Нормы надлежало выполнять, не объясняя своего поведения окружающим. «Сии заповеди содержите в тайне, ни отцу, ни матери не объявляйте», — учил Данила, разрывая связи не только между полами, но и между поколениями. Духовный поиск поощрялся, с самого начала приобретая космический масштаб. «Храните Заповеди божии и будьте ловцами вселенной», — гласила четвертая заповедь[61]. «Друг к другу ходите, хлеб-соль водите, любовь творите, Богу молитесь», — ничем более отношения в общине сначала не регламентировались. Следующий этим заповедям лишался почти всего, что имел, — старой любви, старой веры, старой семьи, старой культуры. Все это заменит небывалая эпистемологическая позиция «ловца вселенной» и новая социокультурная общность.
«На чем поставлены, на том и стойте», — проповедовал основатель хлыстовства, грамматически интерпретируя кредо протестантской реформации «На том стою и не могу иначе». Лютер говорил в единственном числе и от первого лица, как ответственный субъект своего рационального выбора: «на том стою». Данила внушал в императиве и множественном числе: «на том и стойте»; пассивный залог «на чем поставлены» подчеркивал мистический, не контролируемый субъектом характер связи с Откровением.
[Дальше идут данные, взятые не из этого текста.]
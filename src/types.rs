use std::fmt;

use chrono::{DateTime, Utc};
use serde::de::Error as _;
use serde::{Deserialize, Deserializer, Serialize};
use serde_json::Value;

// ── OpenSea events API ─────────────────────────────────────────────

/// Body of `GET /api/v1/events`. Only `asset_events` is consumed.
#[derive(Debug, Clone, Deserialize)]
pub struct EventsResponse {
    pub asset_events: Vec<SaleEvent>,
}

/// One completed sale as returned by the events endpoint.
#[derive(Debug, Clone, Deserialize)]
pub struct SaleEvent {
    /// `None` for bundle sales, which carry `asset_bundle` instead.
    #[serde(default)]
    pub asset: Option<Asset>,
    /// Total price in wei. OpenSea sends a decimal string, but numbers are tolerated.
    #[serde(default, deserialize_with = "deserialize_amount")]
    pub total_price: Option<String>,
    #[serde(default)]
    pub winner_account: Option<Account>,
    #[serde(default)]
    pub seller: Option<Account>,
    /// UTC-naive ISO-8601 completion time, e.g. `2021-10-01T12:34:56.123456`.
    #[serde(default)]
    pub created_date: Option<String>,
}

#[derive(Debug, Clone, Deserialize)]
pub struct Asset {
    #[serde(default)]
    pub name: Option<String>,
    #[serde(default)]
    pub permalink: Option<String>,
    #[serde(default)]
    pub image_url: Option<String>,
    #[serde(default)]
    pub collection: Option<Collection>,
}

#[derive(Debug, Clone, Deserialize)]
pub struct Collection {
    #[serde(default)]
    pub image_url: Option<String>,
}

#[derive(Debug, Clone, Deserialize)]
pub struct Account {
    #[serde(default)]
    pub address: Option<String>,
}

/// Wei amounts overflow `u64` above ~18.4 ETH, so numbers are kept as their
/// exact decimal text (serde_json `arbitrary_precision`).
fn deserialize_amount<'de, D>(deserializer: D) -> Result<Option<String>, D::Error>
where
    D: Deserializer<'de>,
{
    match Option::<Value>::deserialize(deserializer)? {
        None => Ok(None),
        Some(Value::String(s)) => Ok(Some(s)),
        Some(Value::Number(n)) => Ok(Some(n.to_string())),
        Some(other) => Err(D::Error::custom(format!(
            "expected a string or number for an amount, got {other}"
        ))),
    }
}

// ── Display message (Discord embed) ────────────────────────────────

/// A formatted sale announcement. Serializes to a Discord embed object.
#[derive(Debug, Clone, PartialEq, Serialize)]
pub struct DisplayMessage {
    pub title: String,
    #[serde(skip_serializing_if = "Option::is_none")]
    pub url: Option<String>,
    pub color: u32,
    pub author: EmbedAuthor,
    #[serde(skip_serializing_if = "Option::is_none")]
    pub thumbnail: Option<EmbedImage>,
    #[serde(skip_serializing_if = "Option::is_none")]
    pub image: Option<EmbedImage>,
    pub fields: Vec<EmbedField>,
    #[serde(skip_serializing_if = "Option::is_none")]
    pub timestamp: Option<DateTime<Utc>>,
    pub footer: EmbedFooter,
}

#[derive(Debug, Clone, PartialEq, Serialize)]
pub struct EmbedAuthor {
    pub name: String,
    pub icon_url: String,
    pub url: String,
}

#[derive(Debug, Clone, PartialEq, Serialize)]
pub struct EmbedImage {
    pub url: String,
}

#[derive(Debug, Clone, PartialEq, Serialize)]
pub struct EmbedField {
    pub name: String,
    pub value: String,
    pub inline: bool,
}

#[derive(Debug, Clone, PartialEq, Serialize)]
pub struct EmbedFooter {
    pub text: String,
    pub icon_url: String,
}

// ── Channels ───────────────────────────────────────────────────────

/// A configured destination channel id, not yet resolved.
#[derive(Debug, Clone, PartialEq, Eq, Hash)]
pub struct ChannelTarget(pub String);

impl fmt::Display for ChannelTarget {
    fn fmt(&self, f: &mut fmt::Formatter<'_>) -> fmt::Result {
        f.write_str(&self.0)
    }
}

/// A channel the chat client has confirmed exists and is reachable.
#[derive(Debug, Clone, PartialEq, Eq, Deserialize)]
pub struct Channel {
    pub id: String,
    #[serde(default)]
    pub name: Option<String>,
}

// ── Run results ────────────────────────────────────────────────────

/// A single delivery that did not go through.
#[derive(Debug, Clone)]
pub struct DeliveryFailure {
    pub channel: String,
    pub error: String,
}

/// Aggregate result of the publish phase.
#[derive(Debug, Clone, Default)]
pub struct DeliveryReport {
    pub attempted: usize,
    pub delivered: usize,
    pub failures: Vec<DeliveryFailure>,
}

/// What a successful run did.
#[derive(Debug, Clone, PartialEq, Eq)]
pub enum RunOutcome {
    NoRecentSales,
    Published { sales: usize, deliveries: usize },
}
pub mod api;
pub mod config;
pub mod discord;
pub mod engine;
pub mod error;
pub mod filter;
pub mod message;
pub mod publisher;
pub mod reporter;
pub mod types;

/// OpenSea REST API base URL (events endpoint lives under `/api/v1`)
pub const OPENSEA_API_BASE: &str = "https://api.opensea.io";

/// Discord REST API base URL
pub const DISCORD_API_BASE: &str = "https://discord.com/api/v10";

/// Display name substituted for sales whose asset has no name.
pub const UNNAMED_NFT: &str = "Unnamed NFT";
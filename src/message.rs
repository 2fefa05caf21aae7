use chrono::{DateTime, NaiveDateTime, Utc};
use rust_decimal::Decimal;

use crate::error::{BotError, Result};
use crate::filter::display_name;
use crate::types::{
    DisplayMessage, EmbedAuthor, EmbedField, EmbedFooter, EmbedImage, SaleEvent,
};

/// Embed accent color (`#0099ff`).
pub const EMBED_COLOR: u32 = 0x0099ff;

/// Appended to the asset name in the embed title.
pub const SOLD_SUFFIX: &str = " VENDIDO!";

/// Rendered in place of a missing buyer or seller address.
pub const UNKNOWN_ACCOUNT: &str = "Desconocido";

pub const ETHER_SYMBOL: &str = "Ξ";

const WEI_DECIMALS: u32 = 18;

const BOT_NAME: &str = "JASArmas OpenSeaBot";
const BOT_ICON_URL: &str = "https://i.imgur.com/E1wwtQH.png";
const BOT_REPO_URL: &str = "https://github.com/jasarmas/opensea-discord-bot-updates";
const FOOTER_TEXT: &str = "Vendido en OpenSea";

/// Build the announcement embed for one sale.
///
/// Fails only when `total_price` is present but not a wei integer.
pub fn build_message(sale: &SaleEvent) -> Result<DisplayMessage> {
    let asset = sale.asset.as_ref();
    let name = display_name(asset.and_then(|a| a.name.as_deref()));

    let price = format!(
        "{}{ETHER_SYMBOL}",
        format_ether(sale.total_price.as_deref())?
    );
    let buyer = account_or_unknown(sale.winner_account.as_ref().and_then(|a| a.address.as_deref()));
    let seller = account_or_unknown(sale.seller.as_ref().and_then(|a| a.address.as_deref()));

    Ok(DisplayMessage {
        title: format!("{name}{SOLD_SUFFIX}"),
        url: asset.and_then(|a| a.permalink.clone()),
        color: EMBED_COLOR,
        author: EmbedAuthor {
            name: BOT_NAME.to_string(),
            icon_url: BOT_ICON_URL.to_string(),
            url: BOT_REPO_URL.to_string(),
        },
        thumbnail: asset
            .and_then(|a| a.collection.as_ref())
            .and_then(|c| c.image_url.clone())
            .map(|url| EmbedImage { url }),
        image: asset
            .and_then(|a| a.image_url.clone())
            .map(|url| EmbedImage { url }),
        fields: vec![
            field("Nombre", name),
            field("Monto en ETH", &price),
            field("Comprador", buyer),
            field("Vendedor", seller),
        ],
        timestamp: sale.created_date.as_deref().and_then(parse_utc_naive),
        footer: EmbedFooter {
            text: FOOTER_TEXT.to_string(),
            icon_url: BOT_ICON_URL.to_string(),
        },
    })
}

/// Convert a wei amount to an ether string without the symbol.
///
/// Missing or zero renders as `"0"`; anything else keeps at least one
/// fractional digit, so one ether is `"1.0"`.
pub fn format_ether(wei: Option<&str>) -> Result<String> {
    let raw = match wei.map(str::trim) {
        Some(s) if !s.is_empty() => s,
        _ => return Ok("0".to_string()),
    };

    let amount: u128 = raw
        .parse()
        .map_err(|e| BotError::parse("sale price", format!("{raw:?}: {e}")))?;
    if amount == 0 {
        return Ok("0".to_string());
    }

    let mantissa = i128::try_from(amount)
        .map_err(|e| BotError::parse("sale price", format!("{raw:?}: {e}")))?;
    let ether = Decimal::try_from_i128_with_scale(mantissa, WEI_DECIMALS)
        .map_err(|e| BotError::parse("sale price", format!("{raw:?}: {e}")))?
        .normalize();

    let mut text = ether.to_string();
    if !text.contains('.') {
        text.push_str(".0");
    }
    Ok(text)
}

/// Interpret an OpenSea `created_date` (no offset) as UTC.
///
/// Strings that already carry an offset are accepted too.
pub fn parse_utc_naive(raw: &str) -> Option<DateTime<Utc>> {
    NaiveDateTime::parse_from_str(raw, "%Y-%m-%dT%H:%M:%S%.f")
        .map(|naive| naive.and_utc())
        .or_else(|_| DateTime::parse_from_rfc3339(raw).map(|dt| dt.with_timezone(&Utc)))
        .ok()
}

fn account_or_unknown(address: Option<&str>) -> &str {
    match address {
        Some(a) if !a.is_empty() => a,
        _ => UNKNOWN_ACCOUNT,
    }
}

fn field(name: &str, value: &str) -> EmbedField {
    EmbedField {
        name: name.to_string(),
        value: value.to_string(),
        inline: false,
    }
}
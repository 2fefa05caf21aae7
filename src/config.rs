use std::path::Path;

use anyhow::Context;
use url::Url;

use crate::error::ConfigError;
use crate::types::ChannelTarget;
use crate::{DISCORD_API_BASE, OPENSEA_API_BASE};

/// Default lookback window in seconds when `SECONDS` is unset.
pub const DEFAULT_LOOKBACK_SECS: u64 = 3_600;

/// Separator between channel ids in `DISCORD_CHANNEL_ID`.
pub const CHANNEL_SEPARATOR: char = ';';

/// Settings for one run, read from the environment.
#[derive(Debug, Clone)]
pub struct BotConfig {
    /// Discord bot token (`DISCORD_BOT_TOKEN`).
    pub bot_token: String,
    /// Destination channels (`DISCORD_CHANNEL_ID`, `;`-separated).
    pub channels: Vec<ChannelTarget>,
    /// OpenSea collection slug (`COLLECTION_SLUG`).
    pub collection_slug: String,
    /// Optional OpenSea API key (`OPENSEA_TOKEN`).
    pub opensea_api_key: Option<String>,
    /// Lookback window in seconds (`SECONDS`).
    pub lookback_secs: u64,
    /// Cap on in-flight deliveries (`MAX_CONCURRENT_DELIVERIES`); `None` is unbounded.
    pub max_concurrent_deliveries: Option<usize>,
    pub opensea_api_base: String,
    pub discord_api_base: String,
}

impl BotConfig {
    /// Read config from the process environment.
    pub fn from_env() -> Result<Self, ConfigError> {
        Self::from_lookup(|key| std::env::var(key).ok())
    }

    /// Read config through an arbitrary key lookup. Empty values count as unset.
    pub fn from_lookup<F>(lookup: F) -> Result<Self, ConfigError>
    where
        F: Fn(&str) -> Option<String>,
    {
        let get = |key: &str| lookup(key).filter(|v| !v.trim().is_empty());
        let require = |field: &'static str| get(field).ok_or(ConfigError::MissingField { field });

        // Token first: without it nothing else matters.
        let bot_token = require("DISCORD_BOT_TOKEN")?;

        let channels = parse_channels(&require("DISCORD_CHANNEL_ID")?);
        if channels.is_empty() {
            return Err(ConfigError::InvalidValue {
                field: "DISCORD_CHANNEL_ID",
                reason: "no channel ids listed".into(),
            });
        }

        let collection_slug = require("COLLECTION_SLUG")?;

        let lookback_secs = match get("SECONDS") {
            Some(raw) => parse_number("SECONDS", &raw)?,
            None => DEFAULT_LOOKBACK_SECS,
        };

        let max_concurrent_deliveries = match get("MAX_CONCURRENT_DELIVERIES") {
            Some(raw) => match parse_number::<usize>("MAX_CONCURRENT_DELIVERIES", &raw)? {
                0 => {
                    return Err(ConfigError::InvalidValue {
                        field: "MAX_CONCURRENT_DELIVERIES",
                        reason: "must be at least 1".into(),
                    });
                }
                n => Some(n),
            },
            None => None,
        };

        let opensea_api_base = parse_base_url(
            "OPENSEA_API_BASE",
            get("OPENSEA_API_BASE").as_deref().unwrap_or(OPENSEA_API_BASE),
        )?;
        let discord_api_base = parse_base_url(
            "DISCORD_API_BASE",
            get("DISCORD_API_BASE").as_deref().unwrap_or(DISCORD_API_BASE),
        )?;

        Ok(Self {
            bot_token,
            channels,
            collection_slug,
            opensea_api_key: get("OPENSEA_TOKEN"),
            lookback_secs,
            max_concurrent_deliveries,
            opensea_api_base,
            discord_api_base,
        })
    }
}

/// Load a dotenv file into the process environment.
///
/// With no explicit path, a missing `.env` is fine; an explicit path must exist.
pub fn load_env_file(path: Option<&Path>) -> anyhow::Result<()> {
    match path {
        Some(path) => {
            dotenvy::from_path(path)
                .with_context(|| format!("failed to load {}", path.display()))?;
        }
        None => {
            dotenvy::dotenv().ok();
        }
    }
    Ok(())
}

/// Split a `;`-separated channel list, dropping blank entries.
pub fn parse_channels(raw: &str) -> Vec<ChannelTarget> {
    raw.split(CHANNEL_SEPARATOR)
        .map(str::trim)
        .filter(|id| !id.is_empty())
        .map(|id| ChannelTarget(id.to_string()))
        .collect()
}

fn parse_number<T>(field: &'static str, raw: &str) -> Result<T, ConfigError>
where
    T: std::str::FromStr,
    T::Err: std::fmt::Display,
{
    raw.trim()
        .parse()
        .map_err(|e: T::Err| ConfigError::InvalidValue {
            field,
            reason: format!("{raw:?}: {e}"),
        })
}

/// Validate a base URL and strip any trailing slash so paths can be appended.
fn parse_base_url(field: &'static str, raw: &str) -> Result<String, ConfigError> {
    let url = Url::parse(raw.trim()).map_err(|e| ConfigError::InvalidValue {
        field,
        reason: format!("{raw:?}: {e}"),
    })?;
    if !matches!(url.scheme(), "http" | "https") {
        return Err(ConfigError::InvalidValue {
            field,
            reason: format!("unsupported scheme {:?}", url.scheme()),
        });
    }
    Ok(url.as_str().trim_end_matches('/').to_string())
}

#[cfg(test)]
mod tests {
    use super::*;
    use std::collections::HashMap;

    fn lookup(pairs: &[(&str, &str)]) -> impl Fn(&str) -> Option<String> {
        let map: HashMap<String, String> = pairs
            .iter()
            .map(|(k, v)| (k.to_string(), v.to_string()))
            .collect();
        move |key| map.get(key).cloned()
    }

    const MINIMAL: &[(&str, &str)] = &[
        ("DISCORD_BOT_TOKEN", "token"),
        ("DISCORD_CHANNEL_ID", "111;222"),
        ("COLLECTION_SLUG", "my-collection"),
    ];

    fn with(extra: &[(&'static str, &'static str)]) -> Vec<(&'static str, &'static str)> {
        let mut pairs = MINIMAL.to_vec();
        pairs.extend_from_slice(extra);
        pairs
    }

    #[test]
    fn minimal_config_uses_defaults() {
        let config = BotConfig::from_lookup(lookup(MINIMAL)).unwrap();
        assert_eq!(config.bot_token, "token");
        assert_eq!(
            config.channels,
            vec![ChannelTarget("111".into()), ChannelTarget("222".into())]
        );
        assert_eq!(config.collection_slug, "my-collection");
        assert_eq!(config.opensea_api_key, None);
        assert_eq!(config.lookback_secs, DEFAULT_LOOKBACK_SECS);
        assert_eq!(config.max_concurrent_deliveries, None);
        assert_eq!(config.opensea_api_base, "https://api.opensea.io");
        assert_eq!(config.discord_api_base, "https://discord.com/api/v10");
    }

    #[test]
    fn missing_token_fails_first() {
        let err = BotConfig::from_lookup(lookup(&[])).unwrap_err();
        assert!(matches!(
            err,
            ConfigError::MissingField {
                field: "DISCORD_BOT_TOKEN"
            }
        ));
    }

    #[test]
    fn empty_token_counts_as_missing() {
        let err = BotConfig::from_lookup(lookup(&[
            ("DISCORD_BOT_TOKEN", "  "),
            ("DISCORD_CHANNEL_ID", "1"),
            ("COLLECTION_SLUG", "c"),
        ]))
        .unwrap_err();
        assert!(matches!(err, ConfigError::MissingField { .. }));
    }

    #[test]
    fn missing_collection_is_rejected() {
        let err = BotConfig::from_lookup(lookup(&[
            ("DISCORD_BOT_TOKEN", "t"),
            ("DISCORD_CHANNEL_ID", "1"),
        ]))
        .unwrap_err();
        assert!(matches!(
            err,
            ConfigError::MissingField {
                field: "COLLECTION_SLUG"
            }
        ));
    }

    #[test]
    fn channel_list_of_separators_is_invalid() {
        let err = BotConfig::from_lookup(lookup(&[
            ("DISCORD_BOT_TOKEN", "t"),
            ("DISCORD_CHANNEL_ID", ";;"),
            ("COLLECTION_SLUG", "c"),
        ]))
        .unwrap_err();
        assert!(matches!(err, ConfigError::InvalidValue { .. }));
    }

    #[test]
    fn optional_settings_are_read() {
        let config = BotConfig::from_lookup(lookup(&with(&[
            ("OPENSEA_TOKEN", "key"),
            ("SECONDS", "600"),
            ("MAX_CONCURRENT_DELIVERIES", "4"),
            ("OPENSEA_API_BASE", "http://127.0.0.1:9000/"),
        ])))
        .unwrap();
        assert_eq!(config.opensea_api_key.as_deref(), Some("key"));
        assert_eq!(config.lookback_secs, 600);
        assert_eq!(config.max_concurrent_deliveries, Some(4));
        assert_eq!(config.opensea_api_base, "http://127.0.0.1:9000");
    }

    #[test]
    fn bad_seconds_is_invalid() {
        let err = BotConfig::from_lookup(lookup(&with(&[("SECONDS", "an hour")]))).unwrap_err();
        assert!(matches!(err, ConfigError::InvalidValue { field: "SECONDS", .. }));
    }

    #[test]
    fn zero_concurrency_is_invalid() {
        let err = BotConfig::from_lookup(lookup(&with(&[("MAX_CONCURRENT_DELIVERIES", "0")])))
            .unwrap_err();
        assert!(matches!(
            err,
            ConfigError::InvalidValue {
                field: "MAX_CONCURRENT_DELIVERIES",
                ..
            }
        ));
    }

    #[test]
    fn non_http_base_is_invalid() {
        let err = BotConfig::from_lookup(lookup(&with(&[("DISCORD_API_BASE", "ftp://x")])))
            .unwrap_err();
        assert!(matches!(
            err,
            ConfigError::InvalidValue {
                field: "DISCORD_API_BASE",
                ..
            }
        ));
    }

    #[test]
    fn channels_are_trimmed() {
        let channels = parse_channels(" 1 ;2;; 3");
        assert_eq!(
            channels,
            vec![
                ChannelTarget("1".into()),
                ChannelTarget("2".into()),
                ChannelTarget("3".into())
            ]
        );
    }

    #[test]
    fn env_file_settings_reach_the_process_environment() {
        let path = std::env::temp_dir().join(format!("sales-bot-{}.env", std::process::id()));
        std::fs::write(&path, "SALES_BOT_TEST_RUST_LOG=opensea_sales_bot=debug\n").unwrap();

        load_env_file(Some(&path)).unwrap();
        std::fs::remove_file(&path).ok();

        assert_eq!(
            std::env::var("SALES_BOT_TEST_RUST_LOG").as_deref(),
            Ok("opensea_sales_bot=debug")
        );
    }

    #[test]
    fn missing_explicit_env_file_is_an_error() {
        let path = std::env::temp_dir().join("sales-bot-does-not-exist.env");
        let err = load_env_file(Some(&path)).unwrap_err();
        assert!(err.to_string().contains("failed to load"), "{err}");
    }
}
use chrono::{DateTime, Utc};
use tracing::debug;

use crate::error::{BotError, Result};
use crate::types::{EventsResponse, SaleEvent};

/// The lookback window is scaled by this factor when computing the fetch floor.
///
/// Kept from the deployed bot, which queried four windows back on every run.
pub const LOOKBACK_MULTIPLIER: i64 = 4;

/// Longest slice of an error body carried into a transport error.
const ERROR_BODY_LIMIT: usize = 200;

/// Epoch seconds of the oldest sale to request: `now - 4 * lookback_secs`.
pub fn window_floor(now: DateTime<Utc>, lookback_secs: u64) -> i64 {
    let lookback = i64::try_from(lookback_secs).unwrap_or(i64::MAX);
    now.timestamp()
        .saturating_sub(lookback.saturating_mul(LOOKBACK_MULTIPLIER))
}

/// Client for the OpenSea v1 events endpoint.
#[derive(Debug, Clone)]
pub struct OpenSeaClient {
    http: reqwest::Client,
    base_url: String,
    api_key: Option<String>,
}

impl OpenSeaClient {
    pub fn new(http: reqwest::Client, base_url: impl Into<String>, api_key: Option<String>) -> Self {
        Self {
            http,
            base_url: base_url.into(),
            api_key,
        }
    }

    fn events_url(&self) -> String {
        format!("{}/api/v1/events", self.base_url)
    }

    /// Fetch successful sales for `collection_slug` that occurred after `occurred_after`.
    ///
    /// Returns the events oldest-first (the API sends newest-first).
    pub async fn fetch_sales(
        &self,
        collection_slug: &str,
        occurred_after: i64,
    ) -> Result<Vec<SaleEvent>> {
        let url = self.events_url();
        let occurred_after = occurred_after.to_string();

        let mut req = self.http.get(&url).query(&[
            ("offset", "0"),
            ("event_type", "successful"),
            ("only_opensea", "false"),
            ("occurred_after", occurred_after.as_str()),
            ("collection_slug", collection_slug),
        ]);
        if let Some(key) = &self.api_key {
            req = req.header("X-API-KEY", key);
        }

        let resp = req
            .send()
            .await
            .map_err(|e| BotError::transport(&url, e))?;
        let body = read_body(resp, &url).await?;

        let parsed: EventsResponse =
            serde_json::from_str(&body).map_err(|e| BotError::parse("events response", e))?;

        let mut events = parsed.asset_events;
        events.reverse();
        debug!("Fetched {} sale event(s) for {collection_slug}", events.len());
        Ok(events)
    }
}

/// Read a response body, turning non-2xx statuses into transport errors.
pub(crate) async fn read_body(resp: reqwest::Response, endpoint: &str) -> Result<String> {
    let status = resp.status();
    let body = resp
        .text()
        .await
        .map_err(|e| BotError::transport(endpoint, e))?;

    if !status.is_success() {
        return Err(BotError::transport(
            endpoint,
            format!("HTTP {status}: {}", body_snippet(&body)),
        ));
    }
    Ok(body)
}

/// Leading slice of an error body, for error messages.
pub(crate) fn body_snippet(body: &str) -> String {
    body.chars().take(ERROR_BODY_LIMIT).collect()
}
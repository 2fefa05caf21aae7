use async_trait::async_trait;
use serde::Serialize;

use crate::error::{BotError, Result};
use crate::publisher::{ChatClient, ChatConnector};
use crate::types::{Channel, ChannelTarget, DisplayMessage};

/// One would-be delivery, as printed in dry-run mode.
#[derive(Debug, Serialize)]
pub struct DryRunDelivery<'a> {
    pub channel: &'a str,
    pub embed: &'a DisplayMessage,
}

/// Emit a would-be delivery as a single JSON line to stdout.
pub fn report_delivery(delivery: &DryRunDelivery<'_>) -> Result<()> {
    let json = serde_json::to_string(delivery).map_err(|e| BotError::parse("embed", e))?;
    println!("{json}");
    Ok(())
}

/// Chat connector for `--dry-run`: no login, every target resolves to itself,
/// and sends are printed instead of posted.
#[derive(Debug, Clone, Copy, Default)]
pub struct DryRunConnector;

#[async_trait]
impl ChatConnector for DryRunConnector {
    type Client = DryRunClient;

    async fn connect(&self) -> Result<DryRunClient> {
        Ok(DryRunClient)
    }
}

#[derive(Debug, Clone, Copy, Default)]
pub struct DryRunClient;

#[async_trait]
impl ChatClient for DryRunClient {
    async fn resolve_channel(&self, target: &ChannelTarget) -> Result<Channel> {
        Ok(Channel {
            id: target.0.clone(),
            name: None,
        })
    }

    async fn send_message(&self, channel: &Channel, message: &DisplayMessage) -> Result<()> {
        report_delivery(&DryRunDelivery {
            channel: &channel.id,
            embed: message,
        })
    }
}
В решении Данилы Филипповича была своя, привязанная к историческому моменту ценность. Данила выбросил книги как раз тогда, когда никониане и их противники вчитывались в них, готовясь сделать мелкие варианты текста главным предметом смертной схватки. Данила поставил себя и своих последователей вне обеих иерархий, церковной и государственной, в тот момент, когда их элиты вступали в мучительную борьбу между собой. Не признавая таинств брака, крещения, исповеди и рукоположения, а взамен погружая всю жизнь общины в единую тайну, Данила освобождал своих последователей от множества духовных и светских зависимостей. Обещая прямое общение с Богом без посредства книг, законов и институтов, Данила переводил культурное творчество из политики в мистику, из церковно-государственного строительства в психологию экстатического переживания. Разрушая своей заповедью семью и перенося сексуальную энергию в общину, он открывал неограниченное пространство для экспериментов в самой закрытой области культуры.
Традиция считала Данилу учеником старца Капитона, крайнего аскета и одного из ранних расколоучителей[62]. Скупые сведения о нем и его последователях, которых звали в его честь ‘капитонами’, восходят к 1620-м годам. ‘Капитоны’ селились в лесах по вологодским и среднерусским рекам маленькими общинами по 20–30 человек. Они не признавали священников и сами служили в избах своему Богу. До нас дошли сведения об их необычайно жестоких постах и тяжелых веригах. В середине 1660-х годов пустынники под Костромой уже верили: «с нами де Христос с небеси сходя беседует». С ними связывают первые самосожжения, их считали зачинщиками Соловецкого восстания 1674 года и стрелецкого восстания в Москве в 1682 году. С другой стороны, ‘капитоны’ подвергались преследованиям за нечто такое, что донос 1639 года квалифицировал как «неистовство». Как писал в Послании верным об Антихристе (1669 год) староверческий дьякон Федор: «многая блядущих лживая и нечестивая учения […] Гадко и слышати нам»[63]. По-видимому, в последней четверти 17 века, и именно в связи с учением Капитона, складывается новая для России культурная конструкция, соединяющая религиозную, политическую и сексуальную девиантность в одно неприглядное целое.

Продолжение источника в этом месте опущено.